Free Secret Versions
6 active secret versions
Free Access Operations
10,000 per month
Encryption
AES-256-GCM at rest
About Google Cloud Secret Manager
Google Cloud Secret Manager allows you to store, manage, and access sensitive data like API keys, passwords, and certificates. It provides strong security with features like secret versioning, regionalization, and integration with IAM for fine-grained access control. All administrative actions and secret accesses are logged to Cloud Audit Logs for robust auditing. The service helps developers avoid hardcoding secrets in source code and can be used to automatically rotate credentials for databases or other services.
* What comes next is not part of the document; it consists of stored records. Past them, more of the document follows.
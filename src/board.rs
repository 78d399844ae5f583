//! Board state: the visible grid, placed ships, the exclusion zone around them
//! and the cells already fired upon.

use alloc::vec::Vec;
use core::fmt;

use crate::bitboard::BitBoard;
use crate::common::{Coordinate, PlacementError, ShotError, ShotOutcome};
use crate::config::BOARD_SIZE;
use crate::ship::Ship;

type BB = BitBoard<u64, BOARD_SIZE>;

const _: () = assert!(BB::FITS, "board does not fit in a u64 bitboard");

/// Rendered board, one glyph per cell, indexed `[x][y]`.
pub type Glyphs = [[char; BOARD_SIZE]; BOARD_SIZE];

/// What a single grid cell currently shows.
#[derive(Debug, Clone, Copy, PartialEq, Eq, Default)]
#[cfg_attr(feature = "std", derive(serde::Serialize, serde::Deserialize))]
pub enum CellState {
    #[default]
    Empty,
    /// An undamaged ship segment.
    Ship,
    /// A shot that found nothing, or the revealed buffer of a sunk ship.
    Miss,
    /// A damaged segment of a ship that still floats.
    Hit,
    /// The segment whose hit sank its ship.
    Destroyed,
}

impl CellState {
    /// Display glyph. Ship segments only show when `reveal_ships` is set.
    pub fn glyph(self, reveal_ships: bool) -> char {
        match self {
            CellState::Empty => '0',
            CellState::Ship if reveal_ships => '■',
            CellState::Ship => '0',
            CellState::Miss => '.',
            CellState::Hit | CellState::Destroyed => 'X',
        }
    }
}

#[derive(Clone)]
pub struct Board {
    cells: [[CellState; BOARD_SIZE]; BOARD_SIZE],
    ships: Vec<Ship>,
    /// Ship cells plus their buffer rings; no new ship may touch these.
    occupied: BB,
    fired: BB,
    hits_scored_against: usize,
    cells_hit: usize,
}

impl Board {
    /// Create an empty board.
    pub fn new() -> Self {
        Board {
            cells: [[CellState::Empty; BOARD_SIZE]; BOARD_SIZE],
            ships: Vec::new(),
            occupied: BB::new(),
            fired: BB::new(),
            hits_scored_against: 0,
            cells_hit: 0,
        }
    }

    /// Placed ships in placement order.
    pub fn ships(&self) -> &[Ship] {
        &self.ships
    }

    /// State of the cell at `at`, or `None` off the board.
    pub fn cell(&self, at: Coordinate) -> Option<CellState> {
        at.index().map(|(r, c)| self.cells[r][c])
    }

    /// Whether `at` is a ship cell or inside a ship's buffer zone.
    pub fn is_occupied(&self, at: Coordinate) -> bool {
        at.index()
            .is_some_and(|(r, c)| self.occupied.contains(r, c))
    }

    /// Whether `at` has already been fired upon.
    pub fn is_targeted(&self, at: Coordinate) -> bool {
        at.index().is_some_and(|(r, c)| self.fired.contains(r, c))
    }

    /// Number of ships sunk on this board.
    pub fn hits_scored_against(&self) -> usize {
        self.hits_scored_against
    }

    /// Number of ship cells hit on this board.
    pub fn cells_hit(&self) -> usize {
        self.cells_hit
    }

    /// Total ship cells placed on this board.
    pub fn ship_cells(&self) -> usize {
        self.ships.iter().map(Ship::length).sum()
    }

    /// `true` once every placed ship cell has been hit.
    pub fn is_exhausted(&self) -> bool {
        !self.ships.is_empty() && self.cells_hit == self.ship_cells()
    }

    /// `true` once every cell has been fired upon.
    pub fn is_fully_targeted(&self) -> bool {
        self.fired.is_full()
    }

    /// Place `ship`, rejecting it when it leaves the board or touches another
    /// ship or its buffer zone.
    pub fn add_ship(&mut self, ship: Ship) -> Result<(), PlacementError> {
        let mut cells = BB::new();
        for cell in ship.occupied_cells() {
            let (r, c) = cell.index().ok_or(PlacementError::OutOfBounds)?;
            cells.mark(r, c);
        }
        if !(self.occupied & cells).is_empty() {
            return Err(PlacementError::Overlap);
        }
        for (r, c) in cells.iter_set_bits() {
            self.cells[r][c] = CellState::Ship;
        }
        self.occupied |= cells.with_buffer();
        log::debug!("placed {:?}", ship);
        self.ships.push(ship);
        Ok(())
    }

    /// Fire at `target`.
    pub fn resolve_shot(&mut self, target: Coordinate) -> Result<ShotOutcome, ShotError> {
        let (row, col) = target.index().ok_or(ShotError::OutOfBounds)?;
        if self.fired.contains(row, col) {
            return Err(ShotError::AlreadyTargeted);
        }
        self.fired.mark(row, col);

        let Some(ship) = self.ships.iter_mut().find(|s| s.contains(target)) else {
            self.cells[row][col] = CellState::Miss;
            log::debug!("shot at {} missed", target);
            return Ok(ShotOutcome::Miss);
        };
        self.cells_hit += 1;
        if !ship.apply_hit() {
            self.cells[row][col] = CellState::Hit;
            log::debug!("shot at {} hit {:?}", target, ship);
            return Ok(ShotOutcome::Hit);
        }

        self.cells[row][col] = CellState::Destroyed;
        let hull: BB = ship
            .occupied_cells()
            .iter()
            .filter_map(Coordinate::index)
            .collect();
        for (r, c) in hull.with_buffer().iter_set_bits() {
            if !hull.contains(r, c) {
                self.cells[r][c] = CellState::Miss;
            }
        }
        self.hits_scored_against += 1;
        log::debug!("shot at {} destroyed {:?}", target, ship);
        Ok(ShotOutcome::Destroyed)
    }

    /// Project the grid to display glyphs, hiding intact ships unless
    /// `reveal_ships` is set.
    pub fn render(&self, reveal_ships: bool) -> Glyphs {
        let mut glyphs = [['0'; BOARD_SIZE]; BOARD_SIZE];
        for (row, cells) in glyphs.iter_mut().zip(self.cells.iter()) {
            for (glyph, cell) in row.iter_mut().zip(cells.iter()) {
                *glyph = cell.glyph(reveal_ships);
            }
        }
        glyphs
    }
}

impl Default for Board {
    fn default() -> Self {
        Self::new()
    }
}

impl fmt::Debug for Board {
    fn fmt(&self, f: &mut fmt::Formatter<'_>) -> fmt::Result {
        writeln!(
            f,
            "Board {{\n  occupied: {:?},\n  fired: {:?},\n  hits_scored_against: {},\n  ships: {:?}\n}}",
            self.occupied, self.fired, self.hits_scored_against, self.ships
        )
    }
}
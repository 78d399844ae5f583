#![cfg_attr(not(feature = "std"), no_std)]

extern crate alloc;

mod bitboard;
mod board;
mod common;
mod config;
mod game;
#[cfg(feature = "std")]
mod logging;
mod placement;
mod player;
mod player_ai;
#[cfg(feature = "std")]
mod player_cli;
mod ship;
pub mod ui;

pub use bitboard::BitBoard;
pub use board::*;
pub use common::*;
pub use config::*;
pub use game::*;
#[cfg(feature = "std")]
pub use logging::{init_logging, LOG_ENV};
pub use placement::{place_fleet, random_board};
pub use player::*;
pub use player_ai::*;
#[cfg(feature = "std")]
pub use player_cli::*;
pub use ship::*;
/// Side length of the square board.
pub const BOARD_SIZE: usize = 6;

/// Number of ships in a fleet.
pub const NUM_SHIPS: usize = 7;

/// Ship lengths placed on every board, largest first.
pub const FLEET: [usize; NUM_SHIPS] = [3, 2, 2, 1, 1, 1, 1];

/// Total number of ship cells in the fleet; hitting all of them wins the game.
pub const TOTAL_FLEET_CELLS: usize = 3 + 2 + 2 + 1 + 1 + 1 + 1;

/// Random placement attempts allowed for a whole fleet before the board is
/// discarded and placement starts over.
pub const MAX_PLACEMENT_ATTEMPTS: usize = 2000;
#![cfg(feature = "std")]

use std::fmt;
use std::io::{self, BufRead, Write};

use rand::rngs::SmallRng;

use crate::common::{Coordinate, ShotError, ShotOutcome};
use crate::player::MoveSource;

/// Why a line of input is not a coordinate pair.
#[derive(Debug, Clone, Copy, PartialEq, Eq)]
pub enum InputError {
    /// No comma between the two numbers.
    MissingSeparator,
    /// More or fewer than two comma-separated parts.
    WrongTokenCount,
    /// A part is not a non-negative integer.
    NotANumber,
}

impl fmt::Display for InputError {
    fn fmt(&self, f: &mut fmt::Formatter<'_>) -> fmt::Result {
        match self {
            InputError::MissingSeparator => write!(f, "Enter coordinates in the format X, Y!"),
            InputError::WrongTokenCount => write!(f, "Enter exactly two coordinates!"),
            InputError::NotANumber => write!(f, "Coordinates must be whole numbers!"),
        }
    }
}

impl std::error::Error for InputError {}

/// Parse `"x, y"` as typed by a player (1-based) into a 0-based coordinate.
///
/// Only the syntax is checked; `"0, 9"` parses and is left for the board to
/// reject.
pub fn parse_coord(input: &str) -> Result<Coordinate, InputError> {
    let input = input.trim();
    if !input.contains(',') {
        return Err(InputError::MissingSeparator);
    }
    let parts: Vec<&str> = input.split(',').map(str::trim).collect();
    let &[x, y] = parts.as_slice() else {
        return Err(InputError::WrongTokenCount);
    };
    let parse = |s: &str| -> Result<i32, InputError> {
        if s.is_empty() || !s.bytes().all(|b| b.is_ascii_digit()) {
            return Err(InputError::NotANumber);
        }
        s.parse::<i32>().map_err(|_| InputError::NotANumber)
    };
    Ok(Coordinate::new(parse(x)? - 1, parse(y)? - 1))
}

/// Format a 0-based coordinate the way players type it.
pub fn coord_to_string(at: Coordinate) -> String {
    format!("{}, {}", at.x + 1, at.y + 1)
}

/// Human player reading targets from a line-oriented input.
pub struct CliPlayer<R = io::StdinLock<'static>, W = io::Stdout> {
    input: R,
    output: W,
}

impl CliPlayer {
    /// Player on the process's stdin and stdout.
    pub fn stdio() -> Self {
        Self::new(io::stdin().lock(), io::stdout())
    }
}

impl<R: BufRead, W: Write> CliPlayer<R, W> {
    pub fn new(input: R, output: W) -> Self {
        Self { input, output }
    }

    /// Give back the output sink, e.g. to inspect what was printed.
    pub fn into_output(self) -> W {
        self.output
    }

    fn say(&mut self, message: fmt::Arguments<'_>) {
        // a closed terminal leaves nothing to report to
        let _ = self.output.write_fmt(message);
        let _ = self.output.write_all(b"\n");
        let _ = self.output.flush();
    }
}

impl<R: BufRead, W: Write> MoveSource for CliPlayer<R, W> {
    fn next_move(&mut self, _rng: &mut SmallRng) -> Option<Coordinate> {
        loop {
            let _ = write!(self.output, "Enter coordinates X, Y: ");
            let _ = self.output.flush();
            let mut line = String::new();
            match self.input.read_line(&mut line) {
                Ok(0) => return None,
                Ok(_) => {}
                Err(e) => {
                    log::warn!("failed to read input: {}", e);
                    return None;
                }
            }
            match parse_coord(&line) {
                Ok(at) => return Some(at),
                Err(e) => self.say(format_args!("{}", e)),
            }
        }
    }

    fn handle_rejected(&mut self, _target: Coordinate, error: ShotError) {
        self.say(format_args!("{}", error));
    }

    fn handle_shot_result(&mut self, target: Coordinate, outcome: ShotOutcome) {
        self.say(format_args!("You fired at {}: {}", coord_to_string(target), outcome));
    }

    fn handle_opponent_shot(&mut self, target: Coordinate, outcome: ShotOutcome) {
        self.say(format_args!(
            "Computer fired at {}: {}",
            coord_to_string(target),
            outcome
        ));
    }
}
It integrates with Cloud KMS for encryption and can be accessed programmatically via REST APIs and client libraries, or through the command line.
Core Features
Secret Versioning
Secrets can have multiple versions. You can pin a secret to a specific version like 'latest' or a numbered version.
Replication Policy
Choose to replicate secrets automatically across Google Cloud regions or manage replication manually by selecting specific regions.
Rotation Scheduling
Set a rotation schedule for a secret and send notifications to a Pub/Sub topic to trigger rotation workflows.
Access Methods
Access secrets via REST API, client libraries (Python, Java, Go, etc.), and the gcloud command-line tool.
Security & Control
Iam Integration
Leverages Google Cloud's Identity and Access Management (IAM) to provide fine-grained permissions for managing and accessing secrets.
Audit Logging
All admin activity and secret access operations are recorded in Cloud Audit Logs for security analysis and compliance.
Vpc Service Controls
Use VPC Service Controls to create a security perimeter and prevent data exfiltration from Secret Manager.
Customer-Managed Encryption Keys
Encrypt secrets with keys you manage in Cloud KMS (CMEK).